### Task statement
Give back all of the records underneath exactly, with no omissions.

### Excerpted data
====================
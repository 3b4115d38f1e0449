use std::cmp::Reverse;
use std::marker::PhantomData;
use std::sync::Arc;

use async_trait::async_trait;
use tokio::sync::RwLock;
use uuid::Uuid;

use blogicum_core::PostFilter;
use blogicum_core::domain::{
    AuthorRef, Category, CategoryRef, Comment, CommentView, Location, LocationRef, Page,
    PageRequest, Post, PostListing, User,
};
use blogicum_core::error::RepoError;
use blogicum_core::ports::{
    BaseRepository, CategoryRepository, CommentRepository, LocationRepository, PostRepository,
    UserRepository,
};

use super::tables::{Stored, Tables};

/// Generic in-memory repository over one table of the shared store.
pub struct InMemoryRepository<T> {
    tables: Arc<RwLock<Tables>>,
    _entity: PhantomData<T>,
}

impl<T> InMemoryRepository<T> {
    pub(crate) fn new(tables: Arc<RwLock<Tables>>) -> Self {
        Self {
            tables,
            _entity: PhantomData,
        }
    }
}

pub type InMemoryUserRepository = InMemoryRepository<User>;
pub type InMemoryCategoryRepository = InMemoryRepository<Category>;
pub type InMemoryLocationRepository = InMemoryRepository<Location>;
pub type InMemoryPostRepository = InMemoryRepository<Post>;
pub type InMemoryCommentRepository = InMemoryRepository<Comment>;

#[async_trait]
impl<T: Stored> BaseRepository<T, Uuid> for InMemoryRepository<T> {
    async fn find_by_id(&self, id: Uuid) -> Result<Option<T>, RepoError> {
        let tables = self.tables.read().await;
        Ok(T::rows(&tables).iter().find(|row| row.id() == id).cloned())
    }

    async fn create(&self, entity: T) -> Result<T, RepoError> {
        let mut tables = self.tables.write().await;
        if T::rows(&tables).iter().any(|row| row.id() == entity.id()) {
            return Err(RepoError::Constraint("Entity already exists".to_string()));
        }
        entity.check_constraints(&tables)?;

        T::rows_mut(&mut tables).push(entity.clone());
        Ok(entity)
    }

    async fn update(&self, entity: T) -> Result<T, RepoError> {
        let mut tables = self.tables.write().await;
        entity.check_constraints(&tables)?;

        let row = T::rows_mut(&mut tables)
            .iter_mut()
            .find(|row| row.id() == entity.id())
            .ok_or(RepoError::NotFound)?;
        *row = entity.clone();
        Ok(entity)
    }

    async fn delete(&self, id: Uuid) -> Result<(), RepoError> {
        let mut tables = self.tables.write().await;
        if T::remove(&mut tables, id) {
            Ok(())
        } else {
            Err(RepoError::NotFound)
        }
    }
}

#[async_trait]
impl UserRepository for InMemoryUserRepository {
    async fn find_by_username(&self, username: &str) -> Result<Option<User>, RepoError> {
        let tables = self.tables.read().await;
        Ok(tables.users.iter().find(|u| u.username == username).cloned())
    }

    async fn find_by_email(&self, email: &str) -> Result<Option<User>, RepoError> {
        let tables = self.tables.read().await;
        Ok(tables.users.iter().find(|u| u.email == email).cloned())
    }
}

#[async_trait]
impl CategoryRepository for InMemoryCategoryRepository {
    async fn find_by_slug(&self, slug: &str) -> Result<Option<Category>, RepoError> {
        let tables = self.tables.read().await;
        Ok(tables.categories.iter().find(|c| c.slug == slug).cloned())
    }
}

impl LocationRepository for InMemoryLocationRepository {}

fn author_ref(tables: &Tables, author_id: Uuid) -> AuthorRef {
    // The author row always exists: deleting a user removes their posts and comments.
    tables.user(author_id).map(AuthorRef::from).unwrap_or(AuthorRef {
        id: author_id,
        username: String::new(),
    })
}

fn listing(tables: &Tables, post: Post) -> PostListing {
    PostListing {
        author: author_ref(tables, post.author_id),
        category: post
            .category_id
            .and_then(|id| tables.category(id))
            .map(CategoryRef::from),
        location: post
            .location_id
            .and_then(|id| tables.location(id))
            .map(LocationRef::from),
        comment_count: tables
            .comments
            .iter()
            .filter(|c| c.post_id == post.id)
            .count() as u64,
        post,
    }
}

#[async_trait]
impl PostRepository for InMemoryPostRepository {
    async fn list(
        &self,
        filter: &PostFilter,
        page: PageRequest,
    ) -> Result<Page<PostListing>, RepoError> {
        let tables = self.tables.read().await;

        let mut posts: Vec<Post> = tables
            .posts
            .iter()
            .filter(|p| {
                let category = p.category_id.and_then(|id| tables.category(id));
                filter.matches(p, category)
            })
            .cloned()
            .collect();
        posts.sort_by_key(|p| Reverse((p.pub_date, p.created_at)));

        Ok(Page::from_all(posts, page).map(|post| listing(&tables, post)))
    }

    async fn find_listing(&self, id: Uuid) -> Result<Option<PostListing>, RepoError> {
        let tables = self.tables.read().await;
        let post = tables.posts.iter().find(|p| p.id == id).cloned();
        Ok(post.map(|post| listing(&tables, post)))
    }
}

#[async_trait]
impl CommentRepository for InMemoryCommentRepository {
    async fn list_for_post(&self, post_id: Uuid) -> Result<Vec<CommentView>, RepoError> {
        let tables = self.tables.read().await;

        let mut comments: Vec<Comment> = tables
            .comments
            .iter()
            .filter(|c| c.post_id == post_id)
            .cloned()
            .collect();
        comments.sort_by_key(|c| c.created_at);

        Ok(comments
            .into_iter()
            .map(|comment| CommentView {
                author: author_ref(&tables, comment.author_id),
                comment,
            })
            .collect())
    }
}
====================
### Output of the task
repository 3b4115d38f1e0449
use std::cmp::Reverse;
use std::marker::PhantomData;
use std::sync::Arc;

use async_trait::async_trait;
use tokio::sync::RwLock;
use uuid::Uuid;

use blogicum_core::PostFilter;
use blogicum_core::domain::{
    AuthorRef, Category, CategoryRef, Comment, CommentView, Location, LocationRef, Page,
    PageRequest, Post, PostListing, User,
};
use blogicum_core::error::RepoError;
use blogicum_core::ports::{
    BaseRepository, CategoryRepository, CommentRepository, LocationRepository, PostRepository,
    UserRepository,
};

use super::tables::{Stored, Tables};

/// Generic in-memory repository over one table of the shared store.
pub struct InMemoryRepository<T> {
    tables: Arc<RwLock<Tables>>,
    _entity: PhantomData<T>,
}

impl<T> InMemoryRepository<T> {
    pub(crate) fn new(tables: Arc<RwLock<Tables>>) -> Self {
        Self {
            tables,
            _entity: PhantomData,
        }
    }
}

pub type InMemoryUserRepository = InMemoryRepository<User>;
pub type InMemoryCategoryRepository = InMemoryRepository<Category>;
pub type InMemoryLocationRepository = InMemoryRepository<Location>;
pub type InMemoryPostRepository = InMemoryRepository<Post>;
pub type InMemoryCommentRepository = InMemoryRepository<Comment>;

#[async_trait]
impl<T: Stored> BaseRepository<T, Uuid> for InMemoryRepository<T> {
    async fn find_by_id(&self, id: Uuid) -> Result<Option<T>, RepoError> {
        let tables = self.tables.read().await;
        Ok(T::rows(&tables).iter().find(|row| row.id() == id).cloned())
    }

    async fn create(&self, entity: T) -> Result<T, RepoError> {
        let mut tables = self.tables.write().await;
        if T::rows(&tables).iter().any(|row| row.id() == entity.id()) {
            return Err(RepoError::Constraint("Entity already exists".to_string()));
        }
        entity.check_constraints(&tables)?;

        T::rows_mut(&mut tables).push(entity.clone());
        Ok(entity)
    }

    async fn update(&self, entity: T) -> Result<T, RepoError> {
        let mut tables = self.tables.write().await;
        entity.check_constraints(&tables)?;

        let row = T::rows_mut(&mut tables)
            .iter_mut()
            .find(|row| row.id() == entity.id())
            .ok_or(RepoError::NotFound)?;
        *row = entity.clone();
        Ok(entity)
    }

    async fn delete(&self, id: Uuid) -> Result<(), RepoError> {
        let mut tables = self.tables.write().await;
        if T::remove(&mut tables, id) {
            Ok(())
        } else {
            Err(RepoError::NotFound)
        }
    }
}

#[async_trait]
impl UserRepository for InMemoryUserRepository {
    async fn find_by_username(&self, username: &str) -> Result<Option<User>, RepoError> {
        let tables = self.tables.read().await;
        Ok(tables.users.iter().find(|u| u.username == username).cloned())
    }

    async fn find_by_email(&self, email: &str) -> Result<Option<User>, RepoError> {
        let tables = self.tables.read().await;
        Ok(tables.users.iter().find(|u| u.email == email).cloned())
    }
}

#[async_trait]
impl CategoryRepository for InMemoryCategoryRepository {
    async fn find_by_slug(&self, slug: &str) -> Result<Option<Category>, RepoError> {
        let tables = self.tables.read().await;
        Ok(tables.categories.iter().find(|c| c.slug == slug).cloned())
    }
}

impl LocationRepository for InMemoryLocationRepository {}

fn author_ref(tables: &Tables, author_id: Uuid) -> AuthorRef {
    // The author row always exists: deleting a user removes their posts and comments.
    tables.user(author_id).map(AuthorRef::from).unwrap_or(AuthorRef {
        id: author_id,
        username: String::new(),
    })
}

fn listing(tables: &Tables, post: Post) -> PostListing {
    PostListing {
        author: author_ref(tables, post.author_id),
        category: post
            .category_id
            .and_then(|id| tables.category(id))
            .map(CategoryRef::from),
        location: post
            .location_id
            .and_then(|id| tables.location(id))
            .map(LocationRef::from),
        comment_count: tables
            .comments
            .iter()
            .filter(|c| c.post_id == post.id)
            .count() as u64,
        post,
    }
}

#[async_trait]
impl PostRepository for InMemoryPostRepository {
    async fn list(
        &self,
        filter: &PostFilter,
        page: PageRequest,
    ) -> Result<Page<PostListing>, RepoError> {
        let tables = self.tables.read().await;

        let mut posts: Vec<Post> = tables
            .posts
            .iter()
            .filter(|p| {
                let category = p.category_id.and_then(|id| tables.category(id));
                filter.matches(p, category)
            })
            .cloned()
            .collect();
        posts.sort_by_key(|p| Reverse((p.pub_date, p.created_at)));

        Ok(Page::from_all(posts, page).map(|post| listing(&tables, post)))
    }

    async fn find_listing(&self, id: Uuid) -> Result<Option<PostListing>, RepoError> {
        let tables = self.tables.read().await;
        let post = tables.posts.iter().find(|p| p.id == id).cloned();
        Ok(post.map(|post| listing(&tables, post)))
    }
}

#[async_trait]
impl CommentRepository for InMemoryCommentRepository {
    async fn list_for_post(&self, post_id: Uuid) -> Result<Vec<CommentView>, RepoError> {
        let tables = self.tables.read().await;

        let mut comments: Vec<Comment> = tables
            .comments
            .iter()
            .filter(|c| c.post_id == post_id)
            .cloned()
            .collect();
        comments.sort_by_key(|c| c.created_at);

        Ok(comments
            .into_iter()
            .map(|comment| CommentView {
                author: author_ref(&tables, comment.author_id),
                comment,
            })
            .collect())
    }
}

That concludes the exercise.